- [TASK DETAILS] Search the data below for "UNETLoader"; list each line that holds it.

---------------

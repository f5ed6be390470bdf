//! Normalization passes over node inputs.
//!
//! The two passes solve different problems against the same files and are
//! never composed; callers pick one.
use super::document::{InputKey, WorkflowDocument};
use clap::ValueEnum;
use serde_json::Value;
use std::fmt;

pub const TEXT_ENCODERS_PREFIX: &str = "text_encoders/";

/// Text encoder files that ComfyUI expects under `text_encoders/`.
pub const KNOWN_TEXT_ENCODERS: &[&str] = &[
    "clip_l.safetensors",
    "clip_g.safetensors",
    "t5xxl_fp16.safetensors",
    "t5xxl_fp8_e4m3fn.safetensors",
    "ViT-L-14-TEXT-detail-improved-hiT-GmP-TE-only-HF.safetensors",
];

const LEGACY_FLUX_VAE: &str = "ae.safetensors";
const FLUX_VAE: &str = "flux_vae.safetensors";

/// A rewrite returns `Some(new)` only when the value must change.
type Rule = fn(&str) -> Option<String>;

#[derive(Debug, Clone, Copy, PartialEq, Eq, ValueEnum)]
pub enum NormalizationPass {
    /// Replace `\` with `/` in every recognised model input
    Backslashes,
    /// Strip `FLUX\`, prefix text encoders, rename the FLUX VAE
    ModelPaths,
}

const BACKSLASH_RULES: &[(InputKey, Rule)] = &[
    (InputKey::UnetName, unify_separators),
    (InputKey::VaeName, unify_separators),
    (InputKey::ClipName1, unify_separators),
    (InputKey::ClipName2, unify_separators),
];

const MODEL_PATH_RULES: &[(InputKey, Rule)] = &[
    (InputKey::UnetName, strip_flux_prefix),
    (InputKey::ClipName1, prefix_text_encoder),
    (InputKey::ClipName2, prefix_text_encoder),
    (InputKey::VaeName, remap_flux_vae),
];

impl NormalizationPass {
    fn rules(self) -> &'static [(InputKey, Rule)] {
        match self {
            NormalizationPass::Backslashes => BACKSLASH_RULES,
            NormalizationPass::ModelPaths => MODEL_PATH_RULES,
        }
    }

    /// Cheap check on the raw file text; `false` means the pass cannot fire.
    pub fn may_apply(self, raw: &str) -> bool {
        match self {
            NormalizationPass::Backslashes => raw.contains('\\'),
            NormalizationPass::ModelPaths => true,
        }
    }

    /// Message printed for a file the pass left alone.
    pub fn unchanged_label(self) -> &'static str {
        match self {
            NormalizationPass::Backslashes => "No backslashes found",
            NormalizationPass::ModelPaths => "No changes needed",
        }
    }

    /// Apply every rule once per node and return what changed.
    pub fn apply(self, doc: &mut WorkflowDocument) -> Vec<Change> {
        let rules = self.rules();
        let mut changes = Vec::new();
        for (node_id, inputs) in doc.node_inputs_mut() {
            for (key, rule) in rules {
                let Some(Value::String(value)) = inputs.get_mut(key.as_str()) else {
                    continue;
                };
                let Some(new) = rule(value.as_str()) else {
                    continue;
                };
                if new == *value {
                    continue;
                }
                let old = std::mem::replace(value, new.clone());
                changes.push(Change {
                    node_id: node_id.to_string(),
                    key: *key,
                    old,
                    new,
                });
            }
        }
        changes
    }
}

/// One rewritten input value.
#[derive(Debug, Clone, PartialEq, Eq)]
pub struct Change {
    pub node_id: String,
    pub key: InputKey,
    pub old: String,
    pub new: String,
}

impl fmt::Display for Change {
    fn fmt(&self, f: &mut fmt::Formatter<'_>) -> fmt::Result {
        write!(f, "{}: {} -> {}", self.key, self.old, self.new)
    }
}

pub fn unify_separators(value: &str) -> Option<String> {
    value.contains('\\').then(|| value.replace('\\', "/"))
}

/// Strip leading `FLUX\` / `FLUX/` segments.
pub fn strip_flux_prefix(value: &str) -> Option<String> {
    let mut rest = value;
    while let Some(stripped) = rest
        .strip_prefix("FLUX\\")
        .or_else(|| rest.strip_prefix("FLUX/"))
    {
        rest = stripped;
    }
    (rest.len() != value.len()).then(|| rest.to_string())
}

pub fn prefix_text_encoder(value: &str) -> Option<String> {
    if value.starts_with(TEXT_ENCODERS_PREFIX) || !KNOWN_TEXT_ENCODERS.contains(&value) {
        return None;
    }
    Some(format!("{TEXT_ENCODERS_PREFIX}{value}"))
}

pub fn remap_flux_vae(value: &str) -> Option<String> {
    (value == LEGACY_FLUX_VAE).then(|| FLUX_VAE.to_string())
}

#[cfg(test)]
mod tests {
    use super::*;
    use pretty_assertions::assert_eq;

    fn rewrite(pass: NormalizationPass, text: &str) -> (WorkflowDocument, Vec<Change>) {
        let mut doc = WorkflowDocument::parse(text).expect("parse");
        let changes = pass.apply(&mut doc);
        (doc, changes)
    }

    #[test]
    fn strip_flux_prefix_cases() {
        assert_eq!(
            strip_flux_prefix("FLUX\\flux1-dev.safetensors").as_deref(),
            Some("flux1-dev.safetensors")
        );
        assert_eq!(
            strip_flux_prefix("FLUX/flux1-dev.safetensors").as_deref(),
            Some("flux1-dev.safetensors")
        );
        assert_eq!(strip_flux_prefix("flux1-dev.safetensors"), None);
        assert_eq!(strip_flux_prefix("models/FLUX/x.safetensors"), None);
    }

    #[test]
    fn prefix_text_encoder_cases() {
        assert_eq!(
            prefix_text_encoder("clip_l.safetensors").as_deref(),
            Some("text_encoders/clip_l.safetensors")
        );
        assert_eq!(prefix_text_encoder("text_encoders/clip_l.safetensors"), None);
        assert_eq!(prefix_text_encoder("unknown_file.safetensors"), None);
    }

    #[test]
    fn remap_flux_vae_cases() {
        assert_eq!(
            remap_flux_vae("ae.safetensors").as_deref(),
            Some("flux_vae.safetensors")
        );
        assert_eq!(remap_flux_vae("sdxl_vae.safetensors"), None);
        assert_eq!(remap_flux_vae("vae/ae.safetensors"), None);
    }

    #[test]
    fn unify_separators_replaces_in_place() {
        assert_eq!(
            unify_separators("FLUX\\sub\\model.safetensors").as_deref(),
            Some("FLUX/sub/model.safetensors")
        );
        assert_eq!(unify_separators("plain.safetensors"), None);
    }

    #[test]
    fn model_paths_pass_rewrites_recognised_inputs() {
        let (doc, changes) = rewrite(
            NormalizationPass::ModelPaths,
            r#"{
                "10": {"class_type": "UNETLoader", "inputs": {"unet_name": "FLUX\\flux1-dev.safetensors", "weight_dtype": "default"}},
                "11": {"class_type": "DualCLIPLoader", "inputs": {"clip_name1": "clip_l.safetensors", "clip_name2": "t5xxl_fp16.safetensors", "type": "flux"}},
                "12": {"class_type": "VAELoader", "inputs": {"vae_name": "ae.safetensors"}}
            }"#,
        );
        let lines: Vec<String> = changes.iter().map(ToString::to_string).collect();
        assert_eq!(
            lines,
            vec![
                "unet_name: FLUX\\flux1-dev.safetensors -> flux1-dev.safetensors",
                "clip_name1: clip_l.safetensors -> text_encoders/clip_l.safetensors",
                "clip_name2: t5xxl_fp16.safetensors -> text_encoders/t5xxl_fp16.safetensors",
                "vae_name: ae.safetensors -> flux_vae.safetensors",
            ]
        );
        let expected = WorkflowDocument::parse(
            r#"{
                "10": {"class_type": "UNETLoader", "inputs": {"unet_name": "flux1-dev.safetensors", "weight_dtype": "default"}},
                "11": {"class_type": "DualCLIPLoader", "inputs": {"clip_name1": "text_encoders/clip_l.safetensors", "clip_name2": "text_encoders/t5xxl_fp16.safetensors", "type": "flux"}},
                "12": {"class_type": "VAELoader", "inputs": {"vae_name": "flux_vae.safetensors"}}
            }"#,
        )
        .expect("parse expected");
        assert_eq!(doc, expected);
    }

    #[test]
    fn backslash_pass_only_touches_recognised_keys() {
        let (doc, changes) = rewrite(
            NormalizationPass::Backslashes,
            r#"{"1": {"inputs": {"vae_name": "FLUX\\ae.safetensors", "lora_name": "a\\b", "clip_name1": 7}}}"#,
        );
        assert_eq!(changes.len(), 1);
        assert_eq!(changes[0].key, InputKey::VaeName);
        assert_eq!(changes[0].node_id, "1");
        let expected = WorkflowDocument::parse(
            r#"{"1": {"inputs": {"vae_name": "FLUX/ae.safetensors", "lora_name": "a\\b", "clip_name1": 7}}}"#,
        )
        .expect("parse expected");
        assert_eq!(doc, expected);
    }

    #[test]
    fn passes_are_idempotent() {
        let text = r#"{
            "1": {"inputs": {"unet_name": "FLUX\\FLUX/sub\\x.safetensors", "vae_name": "ae.safetensors",
                             "clip_name1": "clip_g.safetensors", "clip_name2": "a\\b"}}
        }"#;
        for pass in NormalizationPass::value_variants() {
            let mut doc = WorkflowDocument::parse(text).expect("parse");
            let first = pass.apply(&mut doc);
            assert!(!first.is_empty());
            let snapshot = doc.clone();
            let second = pass.apply(&mut doc);
            assert!(second.is_empty(), "{pass:?} fired twice: {second:?}");
            assert_eq!(doc, snapshot);
        }
    }

    #[test]
    fn backslash_prefilter_skips_clean_text() {
        assert!(!NormalizationPass::Backslashes.may_apply(r#"{"1": {"inputs": {}}}"#));
        assert!(NormalizationPass::Backslashes.may_apply(r#"{"a": "x\\y"}"#));
        assert!(NormalizationPass::ModelPaths.may_apply("{}"));
    }
}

---------------

- [TASK SOLUTION]
                "10": {"class_type": "UNETLoader", "inputs": {"unet_name": "FLUX\\flux1-dev.safetensors", "weight_dtype": "default"}},
                "10": {"class_type": "UNETLoader", "inputs": {"unet_name": "flux1-dev.safetensors", "weight_dtype": "default"}},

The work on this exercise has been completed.